2007 Annual Survey of Juvenile Salmon and Ecologically Related Species and Environmental Factors in the Marine Waters of Southeastern Alaska

September 24, 2007

Juvenile Pacific salmon (Oncorhynchus spp.), ecologically-related species, and associated biophysical data were collected along primary marine migration corridors in the northern and southern regions of southeastern Alaska in 2007. Up to 17 stations were sampled in epipelagic waters over four time periods (27 sampling days) from May to August. This survey marks 11 consecutive years of systematically monitoring how juvenile salmon interact in marine ecosystems, and was implemented to identify the relationships among biophysical parameters that influence the habitat use, marine growth, predation, stock interactions, and year-class strength of salmon. Typically, at each station, fish, zooplankton, surface water samples, and physical profile data were collected using a surface rope trawl, conical and bongo nets, water sampler, and a conductivity-temperature-depth profiler during daylight. Surface (3-m) temperatures and salinities ranged from 7.7 to 15.3 ºC and 12.3 to 30.6 PSU from May to August. A total of 48,170 fish and squid, representing 17 taxa, were captured in 97 rope trawl hauls from June to August. Juvenile salmon comprised about 7% of the total fish and squid catch. Juvenile salmon occurred frequently in the trawl hauls, with pink (O. gorbuscha), chum
(O. keta), sockeye (O. nerka), and coho salmon (O. kisutch) present in 51-92% of the trawls in the southern and northern regions, whereas juvenile Chinook salmon (O. tshawytscha) occurred in about 23% of the hauls. Of the 3,412 salmonids caught, over 97% were juveniles. Only two non-salmonid species represented catches of >30 individuals in either region: Pacific herring (Clupea pallasi) in the southern region (n = 44,637) and crested sculpin (Blepsias bilobus) in the northern region (n = 34). Catch rates of juvenile salmon in both regions were generally highest in June for all species except pink salmon. However, in the more extended, 11-yr time series in the northern region, juvenile pink salmon catches were among the lowest observed in June and July 2007, suggesting a poor adult return in the subsequent year. Mean size of juvenile salmon generally increased from June to July; however, condition residuals were lower than the longterm average for most species. Coded-wire tags were recovered from 14 juvenile coho salmon and five Chinook salmon (1 juvenile and 4 immature). All but one fish were from hatchery and wild stocks originating in southeastern Alaska. The non-Alaskan stock was a Chinook salmon that originated from the Upper Columbia River. Alaska enhanced stocks were also identified by thermal otolith marks from 67% of the chum and 4% of the sockeye salmon examined. Onboard stomach analysis of 95 potential predators, representing 8 species, did not provide evidence of predation on juvenile salmon. This research suggests that in southeastern Alaska, juvenile salmon exhibit seasonal patterns of habitat use and display species- and stock-dependent migration patterns. This third season of comparing biophysical parameters between the northern and southern regions of southeastern Alaska suggests that summer conditions differ between the regions. Long-term monitoring of key stocks of juvenile salmon, on seasonal and interannual time scales, will enable researchers to understand how growth, abundance, and ecological interactions affect year-class strength of salmon and to better understand their role in North Pacific marine ecosystems.
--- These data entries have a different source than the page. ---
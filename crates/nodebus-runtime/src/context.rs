//! # Runtime Context
//!
//! Everything nodes share at runtime: the topic registry and the shutdown
//! signal. It is built explicitly and passed to nodes at launch, so two
//! contexts never see each other's topics.

use std::sync::Arc;

use nodebus_topics::TopicRegistry;

use crate::shutdown::ShutdownSignal;

/// Shared state handed to every node thread.
#[derive(Clone, Default)]
pub struct RuntimeContext {
    registry: Arc<TopicRegistry>,
    shutdown: ShutdownSignal,
}

impl RuntimeContext {
    /// Create a context with an empty registry and an untriggered signal.
    #[must_use]
    pub fn new() -> Self {
        Self::default()
    }

    /// Topic registry.
    #[must_use]
    pub fn registry(&self) -> &Arc<TopicRegistry> {
        &self.registry
    }

    /// Shutdown signal.
    #[must_use]
    pub fn shutdown(&self) -> &ShutdownSignal {
        &self.shutdown
    }
}

#[cfg(test)]
mod tests {
    use super::*;

    #[test]
    fn test_contexts_are_isolated() {
        let a = RuntimeContext::new();
        let b = RuntimeContext::new();

        a.registry().find_or_create::<u8>("x").unwrap();
        a.shutdown().trigger();

        assert!(!b.registry().contains("x"));
        assert!(!b.shutdown().is_triggered());
    }

    #[test]
    fn test_clones_share_state() {
        let a = RuntimeContext::new();
        let b = a.clone();

        a.registry().find_or_create::<u8>("x").unwrap();
        a.shutdown().trigger();

        assert!(b.registry().contains("x"));
        assert!(b.shutdown().is_triggered());
    }
}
The Southeast Coastal Monitoring Project (SECM), a coastal monitoring study focused in the northern region of southeastern Alaska, was initiated in 1997 to annually study the early marine ecology of Pacific salmon (Oncorhynchus spp.) and associated epipelagic ichthyofauna and to better understand effects of environmental change on salmon production. Salmon are a keystone species that constitute an important ecological link between marine and terrestrial habitats, and therefore play a significant, yet poorly understood, role in marine ecosystems. Fluctuations in the survival of this important living marine resource have broad ecological and socio-economic implications for coastal localities throughout the Pacific Rim.

Evidence for relationships between production of Pacific salmon and shifts in climate conditions has renewed interest in processes governing salmon year-class strength (Beamish 1995: Downton and Miller 1998; Beauchamp et al. 2007; Taylor 2007). In particular, climate variation has been associated with ocean production of salmon during El Niño and La Niña events, such as the recent warming trends that benefited many wild and hatchery stocks of Alaskan salmon (Wertheimer et al. 2001). Biophysical attributes of climate and habitat such as temperature, salinity and mixed layer depth (MLD) influence primary and secondary production (Bathen 1972; Kara et al. 2000; Alexander et al. 2001) and therefore influence the trophic links leading to variable growth and survival of salmon (Mann and Lazier 1991; Francis and Hare 1994; Brodeur et al. 2007). However, research is lacking in several areas, such as the links between salmon production and climate variability, between intra- and interspecific competition and carrying capacity, and between stock composition and biological interactions. Past research has not provided adequate time-series data to explain such links (Pearcy 1997). Because the numbers of salmonids produced in the region have increased over the last few decades (Wertheimer et al. 2001), mixing between stocks with different life history characteristics has also increased. The consequences of such changes on the growth, survival, distribution, and migratory rates of salmonids remain unknown.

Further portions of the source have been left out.